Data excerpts
○ ○ ○
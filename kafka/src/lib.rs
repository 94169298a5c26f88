//! Kafka-compatible message bus for devicemesh.
//!
//! This crate implements the [`MessageBus`] trait from `devicemesh-core` on
//! top of rdkafka. Any Kafka-protocol broker works: Apache Kafka, Redpanda,
//! AWS MSK, Azure Event Hubs.
//!
//! # Delivery semantics
//!
//! At-least-once with manual offset commits: an offset is committed only
//! after the message has been handed to the subscriber's channel. A crash
//! before the commit redelivers the message, so consumers must tolerate
//! duplicates — the RPC layer does, because a redelivered reply is either an
//! orphan (already completed) or an idempotent re-completion of a streaming
//! part.
//!
//! # Ordering
//!
//! Publishes carry an optional partition key. Messages sharing a key land on
//! one partition and stay ordered, which is what gives the RPC layer per-call
//! reply ordering (keyed by correlation id) and the request path per-device
//! ordering (keyed by device id).
//!
//! # Example
//!
//! ```no_run
//! use devicemesh_kafka::KafkaMessageBus;
//! use devicemesh_core::bus::MessageBus;
//!
//! # async fn example() -> Result<(), Box<dyn std::error::Error>> {
//! let bus = KafkaMessageBus::builder()
//!     .brokers("localhost:9092")
//!     .consumer_group("frontend-node-1")
//!     .build()?;
//!
//! bus.publish("device-requests", Some("device-42"), vec![1, 2, 3]).await?;
//! # Ok(())
//! # }
//! ```

#![forbid(unsafe_code)]
#![warn(missing_docs)]

use devicemesh_core::bus::{BusError, BusMessage, MessageBus, MessageStream};
use rdkafka::config::ClientConfig;
use rdkafka::consumer::{Consumer, StreamConsumer};
use rdkafka::message::Message;
use rdkafka::producer::{FutureProducer, FutureRecord};
use rdkafka::util::Timeout;
use std::future::Future;
use std::pin::Pin;
use std::time::Duration;

/// Kafka-backed [`MessageBus`].
///
/// One instance owns a single producer; every [`MessageBus::subscribe`] call
/// creates its own consumer, so the RPC client and server can share a bus
/// while consuming different topics.
pub struct KafkaMessageBus {
    producer: FutureProducer,
    brokers: String,
    send_timeout: Duration,
    consumer_group: Option<String>,
    buffer_size: usize,
    auto_offset_reset: String,
}

impl KafkaMessageBus {
    /// Connect with default configuration.
    ///
    /// # Errors
    ///
    /// Returns [`BusError::ConnectionFailed`] if the producer cannot be
    /// created from the broker list.
    pub fn new(brokers: &str) -> Result<Self, BusError> {
        Self::builder().brokers(brokers).build()
    }

    /// Start configuring a bus.
    #[must_use]
    pub fn builder() -> KafkaMessageBusBuilder {
        KafkaMessageBusBuilder::default()
    }

    /// The configured broker list.
    #[must_use]
    pub fn brokers(&self) -> &str {
        &self.brokers
    }
}

/// Builder for [`KafkaMessageBus`].
#[derive(Default)]
pub struct KafkaMessageBusBuilder {
    brokers: Option<String>,
    producer_acks: Option<String>,
    compression: Option<String>,
    send_timeout: Option<Duration>,
    consumer_group: Option<String>,
    buffer_size: Option<usize>,
    auto_offset_reset: Option<String>,
}

impl KafkaMessageBusBuilder {
    /// Comma-separated broker addresses, e.g. `"localhost:9092"`.
    #[must_use]
    pub fn brokers(mut self, brokers: impl Into<String>) -> Self {
        self.brokers = Some(brokers.into());
        self
    }

    /// Producer acknowledgment mode: `"0"`, `"1"` or `"all"`. Default `"1"`.
    #[must_use]
    pub fn producer_acks(mut self, acks: impl Into<String>) -> Self {
        self.producer_acks = Some(acks.into());
        self
    }

    /// Compression codec: `"none"`, `"gzip"`, `"snappy"`, `"lz4"`, `"zstd"`.
    /// Default `"none"`.
    #[must_use]
    pub fn compression(mut self, compression: impl Into<String>) -> Self {
        self.compression = Some(compression.into());
        self
    }

    /// Producer send timeout. Default 5 seconds.
    #[must_use]
    pub const fn send_timeout(mut self, timeout: Duration) -> Self {
        self.send_timeout = Some(timeout);
        self
    }

    /// Consumer group id for subscriptions.
    ///
    /// Every node needs its own group for reply topics — replies must reach
    /// the node that issued the request, not be load-balanced away from it.
    /// When unset, a group name is derived from the subscribed topics.
    #[must_use]
    pub fn consumer_group(mut self, consumer_group: impl Into<String>) -> Self {
        self.consumer_group = Some(consumer_group.into());
        self
    }

    /// In-process buffer between the Kafka consumer and the subscriber.
    /// Default 1000.
    ///
    /// # Panics
    ///
    /// Panics if `buffer_size` is 0.
    #[must_use]
    pub fn buffer_size(mut self, buffer_size: usize) -> Self {
        assert!(buffer_size > 0, "buffer_size must be greater than 0");
        self.buffer_size = Some(buffer_size);
        self
    }

    /// Where a new consumer group starts reading: `"earliest"`, `"latest"`
    /// or `"error"`. Default `"latest"`.
    #[must_use]
    pub fn auto_offset_reset(mut self, policy: impl Into<String>) -> Self {
        self.auto_offset_reset = Some(policy.into());
        self
    }

    /// Build the bus.
    ///
    /// # Errors
    ///
    /// Returns [`BusError::ConnectionFailed`] if no brokers were set or the
    /// producer cannot be created.
    pub fn build(self) -> Result<KafkaMessageBus, BusError> {
        let brokers = self
            .brokers
            .ok_or_else(|| BusError::ConnectionFailed("brokers not configured".to_string()))?;

        let mut producer_config = ClientConfig::new();
        producer_config
            .set("bootstrap.servers", &brokers)
            .set("message.timeout.ms", "5000")
            .set("acks", self.producer_acks.as_deref().unwrap_or("1"))
            .set(
                "compression.type",
                self.compression.as_deref().unwrap_or("none"),
            );

        let producer: FutureProducer = producer_config
            .create()
            .map_err(|e| BusError::ConnectionFailed(format!("failed to create producer: {e}")))?;

        tracing::info!(
            brokers = %brokers,
            acks = self.producer_acks.as_deref().unwrap_or("1"),
            buffer_size = self.buffer_size.unwrap_or(1000),
            auto_offset_reset = self.auto_offset_reset.as_deref().unwrap_or("latest"),
            "kafka message bus created"
        );

        Ok(KafkaMessageBus {
            producer,
            brokers,
            send_timeout: self.send_timeout.unwrap_or(Duration::from_secs(5)),
            consumer_group: self.consumer_group,
            buffer_size: self.buffer_size.unwrap_or(1000),
            auto_offset_reset: self
                .auto_offset_reset
                .unwrap_or_else(|| "latest".to_string()),
        })
    }
}

impl MessageBus for KafkaMessageBus {
    fn publish(
        &self,
        topic: &str,
        key: Option<&str>,
        payload: Vec<u8>,
    ) -> Pin<Box<dyn Future<Output = Result<(), BusError>> + Send + '_>> {
        let topic = topic.to_string();
        let key = key.map(ToOwned::to_owned);
        let send_timeout = self.send_timeout;

        Box::pin(async move {
            let mut record: FutureRecord<'_, str, Vec<u8>> =
                FutureRecord::to(&topic).payload(&payload);
            if let Some(key) = key.as_deref() {
                record = record.key(key);
            }

            match self
                .producer
                .send(record, Timeout::After(send_timeout))
                .await
            {
                Ok((partition, offset)) => {
                    tracing::debug!(
                        topic = %topic,
                        partition,
                        offset,
                        key = key.as_deref().unwrap_or(""),
                        "message published"
                    );
                    Ok(())
                }
                Err((kafka_error, _)) => {
                    tracing::error!(topic = %topic, error = %kafka_error, "publish failed");
                    Err(BusError::PublishFailed {
                        topic,
                        reason: kafka_error.to_string(),
                    })
                }
            }
        })
    }

    fn subscribe(
        &self,
        topics: &[&str],
    ) -> Pin<Box<dyn Future<Output = Result<MessageStream, BusError>> + Send + '_>> {
        let topics: Vec<String> = topics.iter().map(|s| (*s).to_string()).collect();
        let brokers = self.brokers.clone();
        let consumer_group = self.consumer_group.clone();
        let buffer_size = self.buffer_size;
        let auto_offset_reset = self.auto_offset_reset.clone();

        Box::pin(async move {
            let consumer_group_id = consumer_group.unwrap_or_else(|| {
                let mut sorted = topics.clone();
                sorted.sort();
                format!("devicemesh-{}", sorted.join("-"))
            });

            let consumer: StreamConsumer = ClientConfig::new()
                .set("bootstrap.servers", &brokers)
                .set("group.id", &consumer_group_id)
                .set("enable.auto.commit", "false")
                .set("auto.offset.reset", &auto_offset_reset)
                .set("session.timeout.ms", "6000")
                .set("enable.partition.eof", "false")
                .create()
                .map_err(|e| BusError::SubscriptionFailed {
                    topics: topics.clone(),
                    reason: format!("failed to create consumer: {e}"),
                })?;

            let topic_refs: Vec<&str> = topics.iter().map(String::as_str).collect();
            consumer
                .subscribe(&topic_refs)
                .map_err(|e| BusError::SubscriptionFailed {
                    topics: topics.clone(),
                    reason: format!("failed to subscribe: {e}"),
                })?;

            tracing::info!(
                topics = ?topics,
                consumer_group = %consumer_group_id,
                buffer_size,
                "subscribed to topics"
            );

            let (tx, rx) = tokio::sync::mpsc::channel(buffer_size);

            // The spawned task owns the consumer and forwards messages;
            // offsets are committed only after the in-process hand-off.
            tokio::spawn(async move {
                use futures::StreamExt;
                use rdkafka::consumer::CommitMode;

                let mut stream = consumer.stream();
                while let Some(result) = stream.next().await {
                    match result {
                        Ok(message) => {
                            let bus_message = BusMessage {
                                topic: message.topic().to_owned(),
                                key: message
                                    .key()
                                    .map(|k| String::from_utf8_lossy(k).into_owned()),
                                payload: message.payload().unwrap_or_default().to_vec(),
                            };
                            tracing::trace!(
                                topic = message.topic(),
                                partition = message.partition(),
                                offset = message.offset(),
                                "message received"
                            );

                            if tx.send(Ok(bus_message)).await.is_err() {
                                tracing::debug!("subscriber dropped, consumer task exiting");
                                break; // exit WITHOUT committing
                            }

                            if let Err(e) = consumer.commit_message(&message, CommitMode::Async) {
                                tracing::warn!(
                                    topic = message.topic(),
                                    partition = message.partition(),
                                    offset = message.offset(),
                                    error = %e,
                                    "offset commit failed, message may be redelivered"
                                );
                            }
                        }
                        Err(e) => {
                            let err = BusError::Transport(format!("consume failed: {e}"));
                            if tx.send(Err(err)).await.is_err() {
                                break;
                            }
                        }
                    }
                }
                tracing::debug!("consumer task exiting");
            });

            let stream = async_stream::stream! {
                let mut rx = rx;
                while let Some(result) = rx.recv().await {
                    yield result;
                }
            };

            Ok(Box::pin(stream) as MessageStream)
        })
    }
}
○ ○ ○
## REQUIREMENT
What you give back should be exactly the lines of the data above from the line with "use futures::StreamExt;" through the line with "dropped, consumer task", both of those included, and nothing more.

## OUTPUT FOR THIS EXERCISE
                use futures::StreamExt;
                use rdkafka::consumer::CommitMode;

                let mut stream = consumer.stream();
                while let Some(result) = stream.next().await {
                    match result {
                        Ok(message) => {
                            let bus_message = BusMessage {
                                topic: message.topic().to_owned(),
                                key: message
                                    .key()
                                    .map(|k| String::from_utf8_lossy(k).into_owned()),
                                payload: message.payload().unwrap_or_default().to_vec(),
                            };
                            tracing::trace!(
                                topic = message.topic(),
                                partition = message.partition(),
                                offset = message.offset(),
                                "message received"
                            );

                            if tx.send(Ok(bus_message)).await.is_err() {
                                tracing::debug!("subscriber dropped, consumer task exiting");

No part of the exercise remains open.